Sur un chantier de plateforme logistique près de la zone de Valence TGV, nous avons vu un cas typique : des sables et graviers alluviaux du Rhône, propres mais lâches en profondeur. Le maître d'ouvrage prévoyait un dallage industriel de 8 tonnes au mètre carré, et les premières campagnes de sondages SPT montraient des refus trop bas sous la nappe à 5 mètres. Plutôt que de substituer deux mètres de matériau, nous avons proposé un maillage de vibrocompactage adapté à la granulométrie locale. À Valence, l'alternance entre les basses terrasses rhodaniennes et les formations molassiques du Miocène rend chaque projet unique. La conception du vibrocompactage ne se résume pas à un espacement standard : elle dépend de la courbe granulométrique, de la puissance de la couche à traiter et des sollicitations sismiques selon l'Eurocode 8, car la vallée du Rhône n'est pas à l'abri de séismes modérés. Nous travaillons avec un laboratoire accrédité COFRAC pour caractériser le sol avant de définir la grille de compactage.
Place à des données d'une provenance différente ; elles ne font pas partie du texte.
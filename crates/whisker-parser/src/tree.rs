//! The compiled template tree.
//!
//! A [`Document`] is an arena of [`Node`]s addressed by [`NodeId`]. Blocks
//! own an ordered list of children; spans are leaves holding the symbols
//! they were built from. Every span also links to the spans before and after
//! it in document order, which is what whitespace control walks.
//!
//! Nodes are created by the parser and never change afterwards, with one
//! exception: the whitespace collapser marks spans as collapsed before the
//! document is shared.

use std::{fmt, sync::Arc};

use crate::{symbol::Symbol, tags::TagDescriptor};

/// Index of a node within its [`Document`].
#[derive(Debug, Clone, Copy, PartialEq, Eq, Hash, PartialOrd, Ord)]
pub struct NodeId(usize);

impl NodeId {
    pub fn index(self) -> usize {
        self.0
    }
}

impl fmt::Display for NodeId {
    fn fmt(&self, f: &mut fmt::Formatter<'_>) -> fmt::Result {
        write!(f, "#{}", self.0)
    }
}

/// Classification of a block node.
#[derive(Debug, Clone, Copy, PartialEq, Eq, Hash)]
pub enum BlockKind {
    /// The root of every tree.
    Document,
    /// A block tag from its opening to its closing tag.
    Tag,
    /// The opening or closing tag of a block, or an `{{else}}` separator.
    TagElement,
    /// A `{{value}}` or `{{helper args}}` tag.
    Expression,
    /// The name and arguments inside a tag.
    ExpressionBody,
    /// A parenthesized helper call in argument position.
    SubExpression,
    /// A `{{> partial}}` tag.
    Partial,
    /// A `{{! comment}}` tag.
    Comment,
}

/// Classification of a span node.
#[derive(Debug, Clone, Copy, PartialEq, Eq, Hash)]
pub enum SpanKind {
    Text,
    WhiteSpace,
    /// Delimiters, prefixes and whitespace control markers.
    MetaCode,
    Comment,
    /// A value path, or the name of a tag.
    Expression,
    /// A positional argument.
    Parameter,
    /// A `key=value` argument.
    Map,
}

/// An interior node.
#[derive(Debug, Clone)]
pub struct Block {
    kind: BlockKind,
    name: Option<String>,
    descriptor: Option<Arc<TagDescriptor>>,
    children: Vec<NodeId>,
    parent: Option<NodeId>,
}

impl Block {
    pub fn kind(&self) -> BlockKind {
        self.kind
    }

    pub fn name(&self) -> Option<&str> {
        self.name.as_deref()
    }

    /// The tag descriptor bound to a [`BlockKind::Tag`] block.
    pub fn descriptor(&self) -> Option<&Arc<TagDescriptor>> {
        self.descriptor.as_ref()
    }

    pub fn children(&self) -> &[NodeId] {
        &self.children
    }

    pub fn parent(&self) -> Option<NodeId> {
        self.parent
    }
}

/// A leaf node built from one or more consecutive symbols.
#[derive(Debug, Clone)]
pub struct SpanNode {
    kind: SpanKind,
    symbols: Vec<Symbol>,
    content: String,
    collapsed: bool,
    previous: Option<NodeId>,
    next: Option<NodeId>,
    parent: Option<NodeId>,
}

impl SpanNode {
    pub fn kind(&self) -> SpanKind {
        self.kind
    }

    pub fn symbols(&self) -> &[Symbol] {
        &self.symbols
    }

    /// Concatenated content of the span's symbols.
    pub fn content(&self) -> &str {
        &self.content
    }

    /// Returns `true` if whitespace control removed this span from output.
    pub fn is_collapsed(&self) -> bool {
        self.collapsed
    }

    /// The span before this one in document order.
    pub fn previous(&self) -> Option<NodeId> {
        self.previous
    }

    /// The span after this one in document order.
    pub fn next(&self) -> Option<NodeId> {
        self.next
    }

    pub fn parent(&self) -> Option<NodeId> {
        self.parent
    }
}

#[derive(Debug, Clone)]
pub enum Node {
    Block(Block),
    Span(SpanNode),
}

impl Node {
    pub fn as_block(&self) -> Option<&Block> {
        match self {
            Node::Block(block) => Some(block),
            Node::Span(_) => None,
        }
    }

    pub fn as_span(&self) -> Option<&SpanNode> {
        match self {
            Node::Span(span) => Some(span),
            Node::Block(_) => None,
        }
    }

    pub fn parent(&self) -> Option<NodeId> {
        match self {
            Node::Block(block) => block.parent,
            Node::Span(span) => span.parent,
        }
    }
}

/// A compiled template tree.
#[derive(Debug, Clone)]
pub struct Document {
    nodes: Vec<Node>,
    root: NodeId,
    first_span: Option<NodeId>,
}

impl Document {
    /// The [`BlockKind::Document`] root block.
    pub fn root(&self) -> NodeId {
        self.root
    }

    pub fn node(&self, id: NodeId) -> Option<&Node> {
        self.nodes.get(id.0)
    }

    pub fn block(&self, id: NodeId) -> Option<&Block> {
        self.node(id).and_then(Node::as_block)
    }

    pub fn span(&self, id: NodeId) -> Option<&SpanNode> {
        self.node(id).and_then(Node::as_span)
    }

    /// Children of a block; empty for spans and unknown ids.
    pub fn children(&self, id: NodeId) -> &[NodeId] {
        self.block(id).map_or(&[], Block::children)
    }

    pub fn parent(&self, id: NodeId) -> Option<NodeId> {
        self.node(id).and_then(Node::parent)
    }

    /// Number of nodes in the arena.
    pub fn len(&self) -> usize {
        self.nodes.len()
    }

    pub fn is_empty(&self) -> bool {
        self.nodes.is_empty()
    }

    /// All spans in document order.
    pub fn spans(&self) -> impl Iterator<Item = (NodeId, &SpanNode)> + '_ {
        std::iter::successors(
            self.first_span
                .and_then(|id| self.span(id).map(|span| (id, span))),
            |(_, span)| {
                span.next
                    .and_then(|id| self.span(id).map(|next| (id, next)))
            },
        )
    }

    /// Spans removed from output by whitespace control.
    pub fn collapsed_spans(&self) -> impl Iterator<Item = (NodeId, &SpanNode)> + '_ {
        self.spans().filter(|(_, span)| span.collapsed)
    }

    /// Concatenate the content of every span, reproducing the source text.
    pub fn reconstruct(&self) -> String {
        self.spans().map(|(_, span)| span.content.as_str()).collect()
    }

    /// Content of the `n`th child of `id` when that child is a span.
    pub fn child_span_content(&self, id: NodeId, n: usize) -> Option<&str> {
        self.children(id)
            .get(n)
            .and_then(|&child| self.span(child))
            .map(SpanNode::content)
    }

    pub(crate) fn set_collapsed(&mut self, id: NodeId) {
        if let Some(Node::Span(span)) = self.nodes.get_mut(id.0) {
            span.collapsed = true;
        }
    }

    fn write_outline(&self, f: &mut fmt::Formatter<'_>, id: NodeId, depth: usize) -> fmt::Result {
        let indent = "  ".repeat(depth);
        match self.node(id) {
            Some(Node::Block(block)) => {
                write!(f, "{indent}{:?}", block.kind)?;
                if let Some(name) = &block.name {
                    write!(f, " {name}")?;
                }
                writeln!(f)?;
                for &child in &block.children {
                    self.write_outline(f, child, depth + 1)?;
                }
                Ok(())
            }
            Some(Node::Span(span)) => {
                write!(f, "{indent}{:?} {:?}", span.kind, span.content)?;
                if span.collapsed {
                    write!(f, " (collapsed)")?;
                }
                writeln!(f)
            }
            None => Ok(()),
        }
    }
}

/// Indented outline of the tree, one node per line.
impl fmt::Display for Document {
    fn fmt(&self, f: &mut fmt::Formatter<'_>) -> fmt::Result {
        self.write_outline(f, self.root, 0)
    }
}

/// Arena writer used while parsing.
#[derive(Debug, Default)]
pub(crate) struct TreeBuilder {
    nodes: Vec<Node>,
    first_span: Option<NodeId>,
    last_span: Option<NodeId>,
}

impl TreeBuilder {
    pub(crate) fn new() -> Self {
        Self::default()
    }

    /// Add a span and link it after the previously added span.
    pub(crate) fn push_span(&mut self, kind: SpanKind, symbols: Vec<Symbol>) -> NodeId {
        let id = NodeId(self.nodes.len());
        let content = symbols.iter().map(Symbol::content).collect();
        self.nodes.push(Node::Span(SpanNode {
            kind,
            symbols,
            content,
            collapsed: false,
            previous: self.last_span,
            next: None,
            parent: None,
        }));

        if let Some(Node::Span(previous)) = self.last_span.and_then(|p| self.nodes.get_mut(p.0)) {
            previous.next = Some(id);
        }
        self.first_span.get_or_insert(id);
        self.last_span = Some(id);
        id
    }

    /// Add a block, adopting its already-added children.
    pub(crate) fn push_block(
        &mut self,
        kind: BlockKind,
        name: Option<String>,
        descriptor: Option<Arc<TagDescriptor>>,
        children: Vec<NodeId>,
    ) -> NodeId {
        let id = NodeId(self.nodes.len());
        for child in &children {
            match self.nodes.get_mut(child.0) {
                Some(Node::Block(block)) => block.parent = Some(id),
                Some(Node::Span(span)) => span.parent = Some(id),
                None => {}
            }
        }
        self.nodes.push(Node::Block(Block {
            kind,
            name,
            descriptor,
            children,
            parent: None,
        }));
        id
    }

    /// Read access to a span added earlier.
    pub(crate) fn span(&self, id: NodeId) -> Option<&SpanNode> {
        self.nodes.get(id.0).and_then(Node::as_span)
    }

    pub(crate) fn finish(self, root: NodeId) -> Document {
        Document {
            nodes: self.nodes,
            root,
            first_span: self.first_span,
        }
    }
}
La courbe granulométrique est le premier critère de faisabilité du vibrocompactage : un Cu supérieur à 3 et moins de 10 % de fines sont les conditions de base pour un compactage efficace.
Démarche et périmètre
Contexte géotechnique local
Le contraste climatique de la Drôme, entre des étés très secs et des crues rapides du Rhône, modifie sensiblement le comportement des sols granulaires. Un sol sec absorbe mal l'énergie de vibration, alors qu'un sol saturé peut liquéfier momentanément sous l'effet du vibreur, ce qui est favorable au compactage mais impose un phasage précis. Dans les zones inondables de l'Épervière à Valence, nous devons anticiper les variations saisonnières de la nappe pour ne pas perdre l'efficacité du traitement. Le risque principal d'une conception mal calibrée est un tassement résiduel sous les fondations superficielles ou les dallages, qui peut apparaître des années après la livraison du bâtiment. Un maillage trop large laisse des zones non compactées entre les points de vibration, et un vibreur sous-dimensionné n'atteint pas la profondeur nécessaire pour traverser la couche lâche.
Normes applicables
NF P 94-500 : missions géotechniques (G2 à G4), Eurocode 7 (NF EN 1997-2) : reconnaissance et essais, Eurocode 8 (NF EN 1998-5) : dispositions constructives parasismiques, NF EN ISO 22476-1 : essai CPT, NF EN ISO 22476-3 : essai SPT
Autres services liés
Étude de faisabilité et avant-projet
Analyse des données granulométriques existantes, campagne de sondages complémentaires si nécessaire, et première estimation du maillage et de l'énergie de compactage.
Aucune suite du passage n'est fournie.